• [ACTIVITY]:
Take the lines from the beginning of the data below through the line holding "use tower::ServiceExt;" and return exactly those.

• [MATERIAL PROVIDED]:
//! Shared utilities for integration tests.
#![allow(dead_code)]

use axum::{
    body::Body,
    extract::State,
    http::{HeaderMap, Request, StatusCode},
    response::{IntoResponse, Response},
    routing, Json, Router,
};
use serde_json::{json, Value};
use std::collections::HashMap;
use std::fmt;
use std::net::SocketAddr;
use std::sync::{Arc, Mutex};
use std::time::Duration;
use tokio::net::TcpListener;
use tower::ServiceExt;
use tracing::field::{Field, Visit};
use tracing::span::{Attributes, Id, Record};
use tracing::{Event, Subscriber};
use tracing_subscriber::layer::Context;
use tracing_subscriber::registry::LookupSpan;
use tracing_subscriber::Layer;

use product_api::config::ServiceConfig;
use product_api::http::{build_router, AppState};
use product_api::observability::metrics::MetricsSink;

/// How the mock user service answers `GET /api/users/{id}`.
#[derive(Clone)]
pub enum UserBehavior {
    /// 200 with this JSON body.
    Json(Value),
    /// Sleep, then answer `{}`.
    Delay(Duration),
    /// 200 with a body that is not JSON.
    Text(&'static str),
}

#[derive(Clone)]
struct MockState {
    behavior: UserBehavior,
    seen: Arc<Mutex<Vec<HeaderMap>>>,
}

/// A running mock user service.
pub struct MockUserService {
    pub addr: SocketAddr,
    seen: Arc<Mutex<Vec<HeaderMap>>>,
}

impl MockUserService {
    pub fn base_url(&self) -> String {
        format!("http://{}", self.addr)
    }

    /// Headers of every request received so far.
    pub fn seen_headers(&self) -> Vec<HeaderMap> {
        self.seen.lock().unwrap().clone()
    }
}

async fn user_handler(State(state): State<MockState>, headers: HeaderMap) -> Response {
    state.seen.lock().unwrap().push(headers);
    match state.behavior {
        UserBehavior::Json(body) => Json(body).into_response(),
        UserBehavior::Delay(delay) => {
            tokio::time::sleep(delay).await;
            Json(json!({})).into_response()
        }
        UserBehavior::Text(body) => (StatusCode::OK, body).into_response(),
    }
}

/// Start a mock user service on an ephemeral port.
pub async fn start_user_service(behavior: UserBehavior) -> MockUserService {
    let seen = Arc::new(Mutex::new(Vec::new()));
    let app = Router::new()
        .route("/api/users/{id}", routing::get(user_handler))
        .with_state(MockState {
            behavior,
            seen: seen.clone(),
        });

    let listener = TcpListener::bind("127.0.0.1:0").await.unwrap();
    let addr = listener.local_addr().unwrap();
    tokio::spawn(async move {
        let _ = axum::serve(listener, app).await;
    });

    MockUserService { addr, seen }
}

/// A base URL nothing listens on.
pub fn unreachable_base_url() -> String {
    let listener = std::net::TcpListener::bind("127.0.0.1:0").unwrap();
    let addr = listener.local_addr().unwrap();
    drop(listener);
    format!("http://{}", addr)
}

/// Default config pointed at `user_service`, with OTLP export off.
pub fn test_config(user_service: &str) -> ServiceConfig {
    let mut config = ServiceConfig::default();
    config.downstream.base_url = user_service.to_string();
    config.telemetry.otlp_enabled = false;
    config
}

pub fn app(config: &ServiceConfig, metrics: Arc<dyn MetricsSink>) -> Router {
    build_router(config, AppState::new(config, metrics))
}

/// Issue `GET uri` against the router in-process.
pub async fn get(app: &Router, uri: &str) -> (StatusCode, HeaderMap, Value) {
    get_with_headers(app, uri, &[]).await
}

pub async fn get_with_headers(
    app: &Router,
    uri: &str,
    headers: &[(&str, &str)],
) -> (StatusCode, HeaderMap, Value) {
    let mut request = Request::builder().uri(uri);
    for (name, value) in headers {
        request = request.header(*name, *value);
    }
    let response = app
        .clone()
        .oneshot(request.body(Body::empty()).unwrap())
        .await
        .unwrap();

    let status = response.status();
    let headers = response.headers().clone();
    let bytes = axum::body::to_bytes(response.into_body(), usize::MAX)
        .await
        .unwrap();
    let body = serde_json::from_slice(&bytes).unwrap_or(Value::Null);
    (status, headers, body)
}

/// Metrics sink that keeps every record.
#[derive(Default)]
pub struct RecordingMetrics {
    requests: Mutex<Vec<(String, String)>>,
    observations: Mutex<Vec<(String, Duration)>>,
}

impl RecordingMetrics {
    pub fn requests(&self) -> Vec<(String, String)> {
        self.requests.lock().unwrap().clone()
    }

    pub fn observations(&self) -> Vec<(String, Duration)> {
        self.observations.lock().unwrap().clone()
    }
}

impl MetricsSink for RecordingMetrics {
    fn increment_request(&self, endpoint: &str, method: &str) {
        self.requests
            .lock()
            .unwrap()
            .push((endpoint.to_string(), method.to_string()));
    }

    fn record_processing(&self, endpoint: &str, elapsed: Duration) {
        self.observations
            .lock()
            .unwrap()
            .push((endpoint.to_string(), elapsed));
    }
}

/// A span as seen at close time.
#[derive(Debug, Clone)]
pub struct CapturedSpan {
    pub name: String,
    pub parent: Option<String>,
    pub fields: HashMap<String, String>,
    /// Levels of events emitted inside the span.
    pub events: Vec<String>,
}

impl CapturedSpan {
    pub fn field(&self, name: &str) -> Option<&str> {
        self.fields.get(name).map(String::as_str)
    }
}

/// Layer recording every closed span with its fields.
#[derive(Clone, Default)]
pub struct SpanCapture {
    closed: Arc<Mutex<Vec<CapturedSpan>>>,
}

impl SpanCapture {
    pub fn closed(&self) -> Vec<CapturedSpan> {
        self.closed.lock().unwrap().clone()
    }

    pub fn named(&self, name: &str) -> Vec<CapturedSpan> {
        self.closed()
            .into_iter()
            .filter(|span| span.name == name)
            .collect()
    }
}

struct FieldVisitor<'a>(&'a mut HashMap<String, String>);

impl Visit for FieldVisitor<'_> {
    fn record_str(&mut self, field: &Field, value: &str) {
        self.0.insert(field.name().to_string(), value.to_string());
    }

    fn record_debug(&mut self, field: &Field, value: &dyn fmt::Debug) {
        self.0.insert(field.name().to_string(), format!("{:?}", value));
    }
}

impl<S> Layer<S> for SpanCapture
where
    S: Subscriber + for<'a> LookupSpan<'a>,
{
    fn on_new_span(&self, attrs: &Attributes<'_>, id: &Id, ctx: Context<'_, S>) {
        let Some(span) = ctx.span(id) else { return };
        let mut captured = CapturedSpan {
            name: attrs.metadata().name().to_string(),
            parent: span.parent().map(|parent| parent.name().to_string()),
            fields: HashMap::new(),
            events: Vec::new(),
        };
        attrs.record(&mut FieldVisitor(&mut captured.fields));
        span.extensions_mut().insert(captured);
    }

    fn on_record(&self, id: &Id, values: &Record<'_>, ctx: Context<'_, S>) {
        let Some(span) = ctx.span(id) else { return };
        if let Some(captured) = span.extensions_mut().get_mut::<CapturedSpan>() {
            values.record(&mut FieldVisitor(&mut captured.fields));
        };
    }

    fn on_event(&self, event: &Event<'_>, ctx: Context<'_, S>) {
        let Some(span) = ctx.event_span(event) else { return };
        if let Some(captured) = span.extensions_mut().get_mut::<CapturedSpan>() {
            captured.events.push(event.metadata().level().to_string());
        };
    }

    fn on_close(&self, id: Id, ctx: Context<'_, S>) {
        let Some(span) = ctx.span(&id) else { return };
        let captured = span.extensions_mut().remove::<CapturedSpan>();
        if let Some(captured) = captured {
            self.closed.lock().unwrap().push(captured);
        }
    }
}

• [TASK ANSWER]:
//! Shared utilities for integration tests.
#![allow(dead_code)]

use axum::{
    body::Body,
    extract::State,
    http::{HeaderMap, Request, StatusCode},
    response::{IntoResponse, Response},
    routing, Json, Router,
};
use serde_json::{json, Value};
use std::collections::HashMap;
use std::fmt;
use std::net::SocketAddr;
use std::sync::{Arc, Mutex};
use std::time::Duration;
use tokio::net::TcpListener;
use tower::ServiceExt;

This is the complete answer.